The Desert Research Foundation of Namibia (DRFN) empowers decision-makers at all levels through its research, training and consultancy activities, thereby fostering sustainable development in Namibia.
The environment of the location
The DRFN is based in Windhoek but implements projects all over Namibia. The Namibian climate varies from arid and semi-arid to subtropical with the generally temperate desert coast offering sometimes fog-ridden days with temperatures between 5° C and 20°C.
The central, southern and coastal areas constitute some of the most arid landscapes south of the Sahara. The hottest months are January and February, with average day temperatures varying between 9°C to 30°C. During the winter months that stretch from May to September minimum temperatures can fluctuate between -6°C and 10°C at night to recover to 20°C after 11:00 in the day. Frost occurs over large areas of the country during winter, but in general winter days are clear, cloudless and sunny.
Overall Namibia is a summer rainfall area, with limited showers occurring from October and building up to peak in January and February.
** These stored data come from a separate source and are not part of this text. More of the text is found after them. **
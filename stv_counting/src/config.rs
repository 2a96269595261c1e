// ********* Input data structures ***********

use std::error::Error;
use std::fmt::Display;
use std::iter::Sum;
use std::ops::{Add, AddAssign, Neg, Sub};

/// Stable identity of a candidate: the 1-based position on the ballot
/// paper, assigned in file order at load time.
#[derive(Eq, PartialEq, Debug, Clone, Copy, Hash, Ord, PartialOrd)]
pub struct CandidateNumber(pub u32);

impl Display for CandidateNumber {
    fn fmt(&self, f: &mut std::fmt::Formatter<'_>) -> std::fmt::Result {
        write!(f, "{}", self.0)
    }
}

/// A registered candidate.
#[derive(Eq, PartialEq, Debug, Clone)]
pub struct Candidate {
    pub name: String,
    /// Party code as it appears in the input, `None` when the field was
    /// left empty.
    pub party: Option<String>,
    /// Declared successful in the source data. Informational only: the
    /// count does not consult it.
    pub successful: bool,
}

/// One row of the ballot data: the number of identical papers and the
/// ranked preferences, in order. The terminating sentinel of the file
/// format has already been stripped. `prefs` may be empty (a paper that
/// carries no usable preference at all).
#[derive(Eq, PartialEq, Debug, Clone)]
pub struct Ballot {
    pub weight: u64,
    pub prefs: Vec<CandidateNumber>,
}

/// Ward-level election metadata from the file header.
#[derive(Eq, PartialEq, Debug, Clone)]
pub struct WardInfo {
    pub name: String,
    pub seats: u32,
    pub electorate: u64,
    pub votes_cast: u64,
    pub rejected_votes: u64,
}

impl WardInfo {
    pub fn valid_votes(&self) -> u64 {
        self.votes_cast - self.rejected_votes
    }
}

/// The validated output of the ballot store.
///
/// `quota` is the Droop quota, `valid_votes / (seats + 1) + 1` in integer
/// arithmetic. It is computed exactly once, here, and never recomputed
/// during the count.
#[derive(Eq, PartialEq, Debug, Clone)]
pub struct BallotData {
    pub info: WardInfo,
    /// In ballot-paper order; index `i` holds candidate number `i + 1`.
    pub candidates: Vec<Candidate>,
    pub ballots: Vec<Ballot>,
    pub quota: u64,
}

// ********* Vote arithmetic ***********

/// Rounds to 5 decimal places. Applied after every arithmetic step, not
/// only at the end, so long counts accumulate no fractional drift.
pub fn round5(v: f64) -> f64 {
    (v * 100_000.0).round() / 100_000.0
}

/// A vote amount. Surplus transfers move fractional votes, so this wraps
/// a float; all construction and accumulation goes through [`round5`].
#[derive(PartialEq, PartialOrd, Debug, Clone, Copy)]
pub struct Votes(f64);

impl Votes {
    pub const ZERO: Votes = Votes(0.0);

    pub fn new(v: f64) -> Votes {
        Votes(round5(v))
    }

    pub fn from_weight(w: u64) -> Votes {
        Votes(w as f64)
    }

    pub fn get(self) -> f64 {
        self.0
    }
}

impl Sum for Votes {
    fn sum<I: Iterator<Item = Self>>(iter: I) -> Self {
        iter.fold(Votes::ZERO, |acc, v| acc + v)
    }
}

impl AddAssign for Votes {
    fn add_assign(&mut self, rhs: Votes) {
        self.0 = round5(self.0 + rhs.0);
    }
}

impl Add for Votes {
    type Output = Votes;
    fn add(self, rhs: Votes) -> Votes {
        Votes(round5(self.0 + rhs.0))
    }
}

impl Sub for Votes {
    type Output = Votes;
    fn sub(self, rhs: Votes) -> Votes {
        Votes(round5(self.0 - rhs.0))
    }
}

impl Neg for Votes {
    type Output = Votes;
    fn neg(self) -> Votes {
        Votes(-self.0)
    }
}

impl Display for Votes {
    fn fmt(&self, f: &mut std::fmt::Formatter<'_>) -> std::fmt::Result {
        write!(f, "{}", self.0)
    }
}

/// One entry in a candidate's per-stage sequence. Sequences are filled
/// contiguously, one entry per stage, so cumulative sums stay aligned
/// across candidates.
#[derive(PartialEq, Debug, Clone, Copy)]
pub enum StageEntry {
    /// Stage 1: the first-preference total.
    FirstPreference(Votes),
    /// Votes received from the stage's source candidate.
    Transfer {
        from: CandidateNumber,
        amount: Votes,
    },
    /// A surplus leaving an elected candidate, recorded at the
    /// transferring candidate's own stage.
    SurplusRemoval(Votes),
    /// Marks the stage at which this candidate left the count.
    EliminationRemoval,
    /// No movement for this candidate at this stage.
    Untouched,
}

impl StageEntry {
    /// The signed vote delta this entry applies to the running total.
    pub fn delta(&self) -> Votes {
        match self {
            StageEntry::FirstPreference(v) => *v,
            StageEntry::Transfer { amount, .. } => *amount,
            StageEntry::SurplusRemoval(v) => -*v,
            StageEntry::EliminationRemoval => Votes::ZERO,
            StageEntry::Untouched => Votes::ZERO,
        }
    }
}

// ******** Output data structures *********

/// One slice of a candidate's breakdown: the running total through this
/// stage and the votes moved at this stage (negative when a surplus left).
#[derive(PartialEq, Debug, Clone, Copy)]
pub struct StageVotes {
    pub cumulative_votes: Votes,
    pub votes: Votes,
}

/// Snapshot of one candidate after a completed stage.
#[derive(PartialEq, Debug, Clone)]
pub struct CandidateStanding {
    pub number: CandidateNumber,
    pub name: String,
    pub party: Option<String>,
    pub total_votes: Votes,
    /// Share of the valid vote, floor-truncated to one decimal.
    pub percentage: f64,
    pub stages: Vec<StageVotes>,
}

/// The action that produced a stage.
#[derive(PartialEq, Debug, Clone)]
pub enum StageAction {
    /// Stage 1: first preferences counted. `non_transferable` is the
    /// weight of papers that carried no preference at all.
    FirstPreferences { non_transferable: Votes },
    SurplusTransfer {
        from: CandidateNumber,
        surplus: Votes,
        transfer_weight: f64,
        non_transferable: Votes,
    },
    Elimination {
        eliminated: CandidateNumber,
        transferred: Votes,
        non_transferable: Votes,
    },
}

/// Everything a presentation layer needs about one completed stage.
#[derive(PartialEq, Debug, Clone)]
pub struct StageReport {
    pub stage: u32,
    pub action: StageAction,
    /// Display text for the stage transition.
    pub narrative: String,
    /// Standings of every candidate still in the count, in candidate
    /// order.
    pub standings: Vec<CandidateStanding>,
    /// Candidates at or above quota after this stage. Grows
    /// monotonically over the count.
    pub elected: Vec<CandidateNumber>,
}

/// Final outcome of a completed count.
#[derive(PartialEq, Debug, Clone)]
pub struct CountResult {
    pub ward: String,
    pub seats: u32,
    pub quota: u64,
    pub valid_votes: u64,
    pub stages: Vec<StageReport>,
    pub elected: Vec<CandidateNumber>,
    /// Names of the elected candidates, in candidate order.
    pub winners: Vec<String>,
}

/// Errors that prevent a count from loading or completing.
#[derive(Eq, PartialEq, Debug, Clone)]
pub enum CountingError {
    /// The ballot data could not be understood. Fatal: surfaced before
    /// any tallying starts, with the offending line.
    MalformedInput { lineno: usize, message: String },
    /// A counting invariant was broken. Signals a programming defect;
    /// the state machine halts rather than advancing further.
    InvariantViolation { message: String },
    EmptyElection,
    NoConvergence,
}

impl CountingError {
    pub(crate) fn invariant(message: impl Into<String>) -> CountingError {
        CountingError::InvariantViolation {
            message: message.into(),
        }
    }
}

impl Error for CountingError {}

impl Display for CountingError {
    fn fmt(&self, f: &mut std::fmt::Formatter<'_>) -> std::fmt::Result {
        match self {
            CountingError::MalformedInput { lineno, message } => {
                write!(f, "malformed ballot data at line {}: {}", lineno, message)
            }
            CountingError::InvariantViolation { message } => {
                write!(f, "counting invariant violated: {}", message)
            }
            CountingError::EmptyElection => write!(f, "the election contains no candidates"),
            CountingError::NoConvergence => {
                write!(f, "the count cannot fill the remaining seats")
            }
        }
    }
}

// ********* Configuration **********

/// How to order candidates that tie on the relevant total.
///
/// The source data gives no rule for ties, so the policy is explicit
/// rather than inherited from sort stability.
#[derive(Eq, PartialEq, Debug, Clone, Copy)]
pub enum TieBreakPolicy {
    /// The lowest candidate number wins the tie. Arbitrary but
    /// reproducible.
    ByCandidateNumber,
    /// A deterministic drawing of lots: candidates are ordered by a
    /// cryptographic hash over the seed, the stage and the candidate
    /// name.
    Random(u32),
}

#[derive(Eq, PartialEq, Debug, Clone, Copy)]
pub struct CountRules {
    pub tie_break: TieBreakPolicy,
}

impl CountRules {
    pub const DEFAULT_RULES: CountRules = CountRules {
        tie_break: TieBreakPolicy::ByCandidateNumber,
    };
}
Short history and milestones
The DRFN's office in Windhoek was established in1990. The DRFN's vision is to be Namibia's premier sustainability organisation, underpinned by research, training and consulting activities that focus on all aspects of national and organisational sustainability, and integrated natural resource management, to the benefit of all decision-makers. The DRFN does not - as the name may indicate - limit its activities to 'researching the desert': we endeavour to provide objective, relevant and professional services by supporting decision-makers of all walks of life - from communities, to traditional and local authorities, to the highest decision-making bodies and individuals in government and the private sector. This is achieved by investigating, developing and implementing scientific, fact-based and analytical projects and development options that form the backbone of national and regional policy development, planning and project implementation, thereby contributing to Namibia's sustainable development. The DRFN has three core specialisations, undertaken in the so-called 'DRFN desks'; namely the Water, Energy and Land desks.
Since 1998, the DRFN has a joint venture agreement with the Ministry of Environment and Tourism that regulates the operations of the Gobabeb Training and Research Centre (GTRC). GTRC has been conducting environmental research in the Namib Desert since 1962.